Adam Cristman thought he would be playing regularly for championships after joining the Revolution in 2007. Cristman performed as a substitute as the Revolution won the ’07 US Open Cup and ’08 SuperLiga, and was on the bench for the ’07 MLS Cup loss to Houston. But Cristman was traded to Kansas City for a draft choice and allocation money after the 2008 season and did not return to a title game until last month, when he was in the starting lineup as the Los Angeles Galaxy took a 1-0 win over Houston in the MLS Cup.
“This was a similar situation, because LA had been to the final and lost on PKs [in 2009],’’ Cristman said. “There were similarities in the team makeup - all the pieces were there for both [the Galaxy and Revolution]. The differences were only execution in the final game and having bounces go your way.
“The New England teams were amazing. It was more surprising they didn’t win with the teams they had.’’
The Galaxy’s designated players made the difference in the title game, Landon Donovan converting off a sequence involving David Beckham and Robbie Keane.
“I would argue New England had world-class players - Taylor Twellman, Shalrie Joseph, Steve Ralston, Jeff Larentowicz,’’ Cristman said during the Galaxy’s postseason Asian-Pacific tour last week. “Honestly, the only difference was there was almost like a pressure in New England - we keep losing in the finals, we can’t keep doing that, and we have to win one of these. In LA, it was like they had already won championships in the past and they knew - it was that subtle difference - we’re maybe going to win, but we don’t have to win.’’
Cristman scored 10 goals in 46 games for the Revolution despite foot fractures and a turf toe injury.

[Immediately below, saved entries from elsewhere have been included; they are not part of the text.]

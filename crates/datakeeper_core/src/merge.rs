//! Field-level merge for partial updates.
//!
//! An update request carries one `Option` per payload field. `None` keeps
//! the stored value, `Some(v)` replaces it, including `Some("")`, which
//! clears the field. The overlay rule lives in [`overlay`] and every patch
//! type applies it field by field.

use crate::payload::{CardSecret, CredentialSecret};
use serde::{Deserialize, Serialize};

/// A partial update of a payload of type `T`.
pub trait Patch<T> {
    /// Overlays the fields present in the patch onto `target`.
    fn apply_to(self, target: &mut T);

    /// Returns true if the patch sets no field.
    fn is_empty(&self) -> bool;
}

/// Replaces `slot` with `value` when a value was supplied.
pub fn overlay<V>(slot: &mut V, value: Option<V>) {
    if let Some(value) = value {
        *slot = value;
    }
}

/// Partial update of a [`CredentialSecret`].
#[derive(Debug, Clone, Default, PartialEq, Eq, Serialize, Deserialize)]
pub struct CredentialPatch {
    /// New label.
    #[serde(default, skip_serializing_if = "Option::is_none")]
    pub name: Option<String>,
    /// New login.
    #[serde(default, skip_serializing_if = "Option::is_none")]
    pub login: Option<String>,
    /// New password.
    #[serde(default, skip_serializing_if = "Option::is_none")]
    pub password: Option<String>,
}

impl Patch<CredentialSecret> for CredentialPatch {
    fn apply_to(self, target: &mut CredentialSecret) {
        overlay(&mut target.name, self.name);
        overlay(&mut target.login, self.login);
        overlay(&mut target.password, self.password);
    }

    fn is_empty(&self) -> bool {
        self.name.is_none() && self.login.is_none() && self.password.is_none()
    }
}

/// Partial update of a [`CardSecret`].
#[derive(Debug, Clone, Default, PartialEq, Eq, Serialize, Deserialize)]
pub struct CardPatch {
    /// New label.
    #[serde(default, skip_serializing_if = "Option::is_none")]
    pub key: Option<String>,
    /// New card number.
    #[serde(default, skip_serializing_if = "Option::is_none")]
    pub number: Option<String>,
    /// New security code.
    #[serde(default, skip_serializing_if = "Option::is_none")]
    pub cvv: Option<String>,
    /// New holder name.
    #[serde(default, skip_serializing_if = "Option::is_none")]
    pub name: Option<String>,
    /// New expiry.
    #[serde(default, skip_serializing_if = "Option::is_none")]
    pub expires: Option<String>,
}

impl Patch<CardSecret> for CardPatch {
    fn apply_to(self, target: &mut CardSecret) {
        overlay(&mut target.key, self.key);
        overlay(&mut target.number, self.number);
        overlay(&mut target.cvv, self.cvv);
        overlay(&mut target.name, self.name);
        overlay(&mut target.expires, self.expires);
    }

    fn is_empty(&self) -> bool {
        self.key.is_none()
            && self.number.is_none()
            && self.cvv.is_none()
            && self.name.is_none()
            && self.expires.is_none()
    }
}

#[cfg(test)]
mod tests {
    use super::*;
    use proptest::prelude::*;

    fn stored() -> CredentialSecret {
        CredentialSecret {
            name: "a".into(),
            login: "b".into(),
            password: "c".into(),
        }
    }

    #[test]
    fn only_present_fields_change() {
        let mut secret = stored();
        CredentialPatch {
            name: Some("x".into()),
            ..Default::default()
        }
        .apply_to(&mut secret);

        assert_eq!(
            secret,
            CredentialSecret {
                name: "x".into(),
                login: "b".into(),
                password: "c".into(),
            }
        );
    }

    #[test]
    fn empty_patch_is_noop() {
        let patch = CredentialPatch::default();
        assert!(patch.is_empty());

        let mut secret = stored();
        patch.apply_to(&mut secret);
        assert_eq!(secret, stored());
    }

    #[test]
    fn explicit_empty_string_clears() {
        let mut secret = stored();
        CredentialPatch {
            password: Some(String::new()),
            ..Default::default()
        }
        .apply_to(&mut secret);
        assert_eq!(secret.password, "");
        assert_eq!(secret.login, "b");
    }

    #[test]
    fn card_name_only_keeps_the_rest() {
        let mut card = CardSecret {
            key: "visa".into(),
            number: "4111111111111111".into(),
            cvv: "123".into(),
            name: "BOB".into(),
            expires: "12/30".into(),
        };
        CardPatch {
            name: Some("ALICE".into()),
            ..Default::default()
        }
        .apply_to(&mut card);

        assert_eq!(card.name, "ALICE");
        assert_eq!(card.number, "4111111111111111");
        assert_eq!(card.cvv, "123");
        assert_eq!(card.expires, "12/30");
        assert_eq!(card.key, "visa");
    }

    #[test]
    fn absent_and_null_fields_deserialize_as_none() {
        let patch: CardPatch = serde_json::from_str(r#"{"cvv":"999","name":null}"#).unwrap();
        assert_eq!(patch.cvv.as_deref(), Some("999"));
        assert!(patch.name.is_none());
        assert!(patch.number.is_none());

        let patch: CardPatch = serde_json::from_str(r#"{"name":""}"#).unwrap();
        assert_eq!(patch.name.as_deref(), Some(""));
    }

    fn opt() -> impl Strategy<Value = Option<String>> {
        proptest::option::of("[a-z0-9]{0,8}")
    }

    proptest! {
        #[test]
        fn card_fields_merge_independently(
            key in opt(), number in opt(), cvv in opt(), name in opt(), expires in opt()
        ) {
            let base = CardSecret {
                key: "k".into(),
                number: "n".into(),
                cvv: "c".into(),
                name: "m".into(),
                expires: "e".into(),
            };
            let patch = CardPatch {
                key: key.clone(),
                number: number.clone(),
                cvv: cvv.clone(),
                name: name.clone(),
                expires: expires.clone(),
            };
            let mut merged = base.clone();
            patch.apply_to(&mut merged);

            prop_assert_eq!(merged.key, key.unwrap_or(base.key));
            prop_assert_eq!(merged.number, number.unwrap_or(base.number));
            prop_assert_eq!(merged.cvv, cvv.unwrap_or(base.cvv));
            prop_assert_eq!(merged.name, name.unwrap_or(base.name));
            prop_assert_eq!(merged.expires, expires.unwrap_or(base.expires));
        }
    }
}
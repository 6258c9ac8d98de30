//! Plaintext payload shapes stored inside vault records.
//!
//! A record's [`ContentType`] selects how its decrypted bytes are read.
//! Each shape is encoded as a JSON object with the field names used on
//! the wire.

use datakeeper_storage::ContentType;
use serde::{Deserialize, Serialize};

/// A login / password pair.
#[derive(Debug, Clone, Default, PartialEq, Eq, Serialize, Deserialize)]
pub struct CredentialSecret {
    /// Label, e.g. the site name.
    pub name: String,
    /// Login.
    pub login: String,
    /// Password.
    pub password: String,
}

/// A payment card.
#[derive(Debug, Clone, Default, PartialEq, Eq, Serialize, Deserialize)]
pub struct CardSecret {
    /// Owner-chosen label.
    pub key: String,
    /// Card number.
    pub number: String,
    /// Security code.
    pub cvv: String,
    /// Holder name.
    pub name: String,
    /// Expiry, as entered.
    pub expires: String,
}

/// Metadata of an uploaded file. The bytes live in the blob store.
#[derive(Debug, Clone, Default, PartialEq, Eq, Serialize, Deserialize)]
pub struct FileMeta {
    /// File name.
    pub name: String,
    /// Format / extension.
    pub format: String,
    /// Plaintext size in bytes.
    pub size: u64,
}

/// A decoded record payload, tagged by content type.
#[derive(Debug, Clone, PartialEq, Eq)]
pub enum Payload {
    /// A [`ContentType::Credential`] payload.
    Credential(CredentialSecret),
    /// A [`ContentType::Card`] payload.
    Card(CardSecret),
    /// A [`ContentType::File`] payload.
    FileMeta(FileMeta),
}

impl Payload {
    /// Returns the content type tag of this payload.
    #[must_use]
    pub fn content_type(&self) -> ContentType {
        match self {
            Self::Credential(_) => ContentType::Credential,
            Self::Card(_) => ContentType::Card,
            Self::FileMeta(_) => ContentType::File,
        }
    }

    /// Encodes the payload body. The tag is not part of the encoding; it
    /// is stored next to the ciphertext.
    pub fn encode(&self) -> serde_json::Result<Vec<u8>> {
        match self {
            Self::Credential(p) => serde_json::to_vec(p),
            Self::Card(p) => serde_json::to_vec(p),
            Self::FileMeta(p) => serde_json::to_vec(p),
        }
    }

    /// Decodes a payload body of the given content type.
    pub fn decode(content_type: ContentType, bytes: &[u8]) -> serde_json::Result<Self> {
        Ok(match content_type {
            ContentType::Credential => Self::Credential(serde_json::from_slice(bytes)?),
            ContentType::Card => Self::Card(serde_json::from_slice(bytes)?),
            ContentType::File => Self::FileMeta(serde_json::from_slice(bytes)?),
        })
    }
}

/// A payload shape bound to one content type.
pub trait PayloadKind: Sized {
    /// The content type records of this shape carry.
    const CONTENT_TYPE: ContentType;

    /// Wraps the value in the tagged union.
    fn into_payload(self) -> Payload;

    /// Unwraps the tagged union, or `None` for another shape.
    fn from_payload(payload: Payload) -> Option<Self>;
}

macro_rules! payload_kind {
    ($ty:ty, $variant:ident, $content_type:expr) => {
        impl PayloadKind for $ty {
            const CONTENT_TYPE: ContentType = $content_type;

            fn into_payload(self) -> Payload {
                Payload::$variant(self)
            }

            fn from_payload(payload: Payload) -> Option<Self> {
                match payload {
                    Payload::$variant(inner) => Some(inner),
                    _ => None,
                }
            }
        }
    };
}

payload_kind!(CredentialSecret, Credential, ContentType::Credential);
payload_kind!(CardSecret, Card, ContentType::Card);
payload_kind!(FileMeta, FileMeta, ContentType::File);
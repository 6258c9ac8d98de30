//! Login / password secrets.

use super::{Secret, SecretStore};
use crate::merge::CredentialPatch;
use crate::payload::CredentialSecret;

impl Secret for CredentialSecret {
    type Patch = CredentialPatch;
}

/// Credential usecase, stored under `LOG_PASS`.
pub type CredentialService = SecretStore<CredentialSecret>;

Cristman played a total of 22 games in 2009 and ’10 for Kansas City and D.C. United, then started this season on the disabled list following knee surgery.
“Several times in the past two or three years I thought it was the end of the line,’’ Cristman said. “I have to thank Bruce [Arena] for giving me the chance to come back and believing in me and giving me the time to fully heal.
“When I was in New England, you get past the fact you are playing on [artificial] turf for all your home games. But knowing the difference playing on grass, the amount of wear and tear on turf is a lot greater and guys will tell you their knees and ankles hurt and there is a lot of joint stuff from the harder surface, and you get stiffer. If you do that over the course of a season it makes a difference.’’
Cristman has become accustomed to the Galaxy’s star power.
“When I came in for my first game in New England, they had Taylor Twellman and Shalrie Joseph and I thought they were high-profile guys,’’ Cristman said. “Playing with Beckham and Landon, they are pretty well-known worldwide, and there is a little more hype and a lot more attention to it. It makes you feel like you’re like all the teams around the world with the media attention, especially here in Asia, and when we play in Central America. I’ve never seen so many cameras and people swarming hotels and buses like here. These guys are icons worldwide. It’s a big hype and it feels like this is soccer on a global scale.’’
Cristman has started only 18 MLS games since leaving the Revolution, but he earned a starting role in the final last month after Chad Barrett sustained an injury.
“Every player works hard their whole career to win a championship,’’ Cristman said. “To be able to look back and say I played on two of arguably the best teams in the first 16 years of the league, I’m incredibly honored to have played with great players in New England and here.’’
Tops in his field
Jay Martin, a Hingham High and Springfield College graduate, became the men’s all-time winningest soccer coach in guiding Ohio Wesleyan to a 2-1 win over Calvin in the NCAA Division 3 title game Saturday. Martin is 608-115-49 since beginning his career with the Battling Bishops in 1977. Joe Bean had 607 victories at Bridgeport, Quinnipiac, and Wheaton (Ill.) from 1962-2006. The referee for the championship game in San Antonio was Boston’s Gus St. Silva, a former MLS referee.